## WHAT THIS TASK INVOLVES:
In the records below, find every line that contains "SqlState" and list it.

## DATASET RECORDS:
//! Embedded relational engine with PostgreSQL timeout semantics.
//!
//! The harness treats the engine as a remote server reached through SQL
//! commands. This module provides that server in-process: table `t` stored
//! in SQLite, row-level locks, and the three session timeouts the harness
//! experiments with.
//!
//! # Example
//!
//! ```ignore
//! use lockbench::engine::Engine;
//!
//! let engine = Engine::in_memory()?;
//! let mut session = engine.connect("postgres").await?;
//! session.execute("CREATE TABLE IF NOT EXISTS t (id, name UNIQUE, num)", &[]).await?;
//! session.execute("SET lock_timeout=1500", &[]).await?;
//! session.execute("UPDATE t SET num=$1 WHERE name='ian'", &[Value::Integer(1)]).await?;
//! ```
//!
//! ## Timeouts
//!
//! - `lock_timeout`: bounds the wait for a row lock (`55P03`).
//! - `statement_timeout`: bounds any single statement (`57014`).
//! - `idle_in_transaction_session_timeout`: bounds idle time inside an open
//!   transaction; the session is terminated (`FATAL 25P03`).

mod error;
mod locks;
mod session;
pub mod statement;
mod store;
mod types;


pub use error::{DbError, Severity, SqlState};
pub use locks::{LockTable, RowLock};
pub use session::{Session, SessionActivity, SessionId, SessionState, Timeouts};
pub use store::{ResourceStore, RowWrite};
pub use types::{CommandTag, Execution, Row, Value};

use dashmap::DashMap;
use session::SessionShared;
use std::sync::Arc;
use std::sync::atomic::{AtomicU64, AtomicUsize, Ordering};
use std::time::Duration;
use tracing::debug;

/// Server-level settings.
#[derive(Debug, Clone)]
pub struct EngineConfig {
    /// Maximum concurrent sessions; further connects fail with `53300`.
    /// Zero lifts the limit.
    pub max_connections: usize,
    /// Simulated network round trip per statement and handshake. Zero still
    /// yields to the scheduler once.
    pub latency: Duration,
    /// Values restored by `RESET` and `SET ... = DEFAULT`.
    pub defaults: Timeouts,
}

impl Default for EngineConfig {
    fn default() -> Self {
        Self {
            max_connections: crate::constants::DEFAULT_MAX_CONNECTIONS,
            latency: Duration::ZERO,
            defaults: Timeouts::default(),
        }
    }
}

pub(crate) struct EngineCore {
    store: ResourceStore,
    locks: LockTable,
    sessions: DashMap<SessionId, Arc<SessionShared>>,
    live: AtomicUsize,
    next_pid: AtomicU64,
    config: EngineConfig,
}

impl EngineCore {
    async fn round_trip(&self) {
        if self.config.latency.is_zero() {
            tokio::task::yield_now().await;
        } else {
            tokio::time::sleep(self.config.latency).await;
        }
    }

    fn count_sessions(&self, user: Option<&str>) -> usize {
        match user {
            Some(user) => self
                .sessions
                .iter()
                .filter(|entry| entry.value().user() == user)
                .count(),
            None => self.sessions.len(),
        }
    }

    fn deregister(&self, pid: SessionId) {
        if self.sessions.remove(&pid).is_some() {
            self.live.fetch_sub(1, Ordering::AcqRel);
        }
    }
}

/// Handle to the engine. Cheap to clone; all clones share one server.
#[derive(Clone)]
pub struct Engine {
    core: Arc<EngineCore>,
}

impl Engine {
    /// Creates an engine over a private in-memory store.
    ///
    /// # Errors
    ///
    /// Returns an error if the SQLite store cannot be created.
    pub fn in_memory() -> Result<Self, DbError> {
        Ok(Self::with_store(
            ResourceStore::in_memory()?,
            EngineConfig::default(),
        ))
    }

    pub fn with_store(store: ResourceStore, config: EngineConfig) -> Self {
        Self {
            core: Arc::new(EngineCore {
                store,
                locks: LockTable::new(),
                sessions: DashMap::new(),
                live: AtomicUsize::new(0),
                next_pid: AtomicU64::new(1),
                config,
            }),
        }
    }

    pub fn config(&self) -> &EngineConfig {
        &self.core.config
    }

    /// Opens a new session for `user`.
    ///
    /// # Errors
    ///
    /// Returns a FATAL `53300` when `max_connections` sessions are open.
    pub async fn connect(&self, user: &str) -> Result<Session, DbError> {
        self.core.round_trip().await;

        let max = self.core.config.max_connections;
        self.core
            .live
            .fetch_update(Ordering::AcqRel, Ordering::Acquire, |live| {
                (max == 0 || live < max).then_some(live + 1)
            })
            .map_err(|_| {
                DbError::fatal(SqlState::TooManyConnections, "sorry, too many clients already")
            })?;

        let pid = self.core.next_pid.fetch_add(1, Ordering::Relaxed);
        let shared = Arc::new(SessionShared::new(pid, user, self.core.config.defaults));
        self.core.sessions.insert(pid, Arc::clone(&shared));
        debug!(pid, user, "session opened");
        Ok(Session::new(shared, Arc::clone(&self.core)))
    }

    /// Number of live sessions, optionally filtered by user.
    ///
    /// Same answer as `SELECT count(*) FROM pg_stat_activity WHERE usename = ...`
    /// without needing a session of its own.
    pub fn active_sessions(&self, user: Option<&str>) -> usize {
        self.core.count_sessions(user)
    }

    /// Snapshot of every live session, ordered by pid.
    pub fn activity(&self) -> Vec<SessionActivity> {
        let sessions: Vec<Arc<SessionShared>> = self
            .core
            .sessions
            .iter()
            .map(|entry| Arc::clone(entry.value()))
            .collect();
        let mut rows: Vec<SessionActivity> = sessions.iter().map(|s| s.activity()).collect();
        rows.sort_by_key(|row| row.pid);
        rows
    }

    pub fn store(&self) -> &ResourceStore {
        &self.core.store
    }

    /// True while some transaction holds the lock on row `key`.
    pub fn is_row_locked(&self, key: &str) -> bool {
        self.core.locks.is_locked(key)
    }
}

## ANSWER BELOW:
pub use error::{DbError, Severity, SqlState};
                DbError::fatal(SqlState::TooManyConnections, "sorry, too many clients already")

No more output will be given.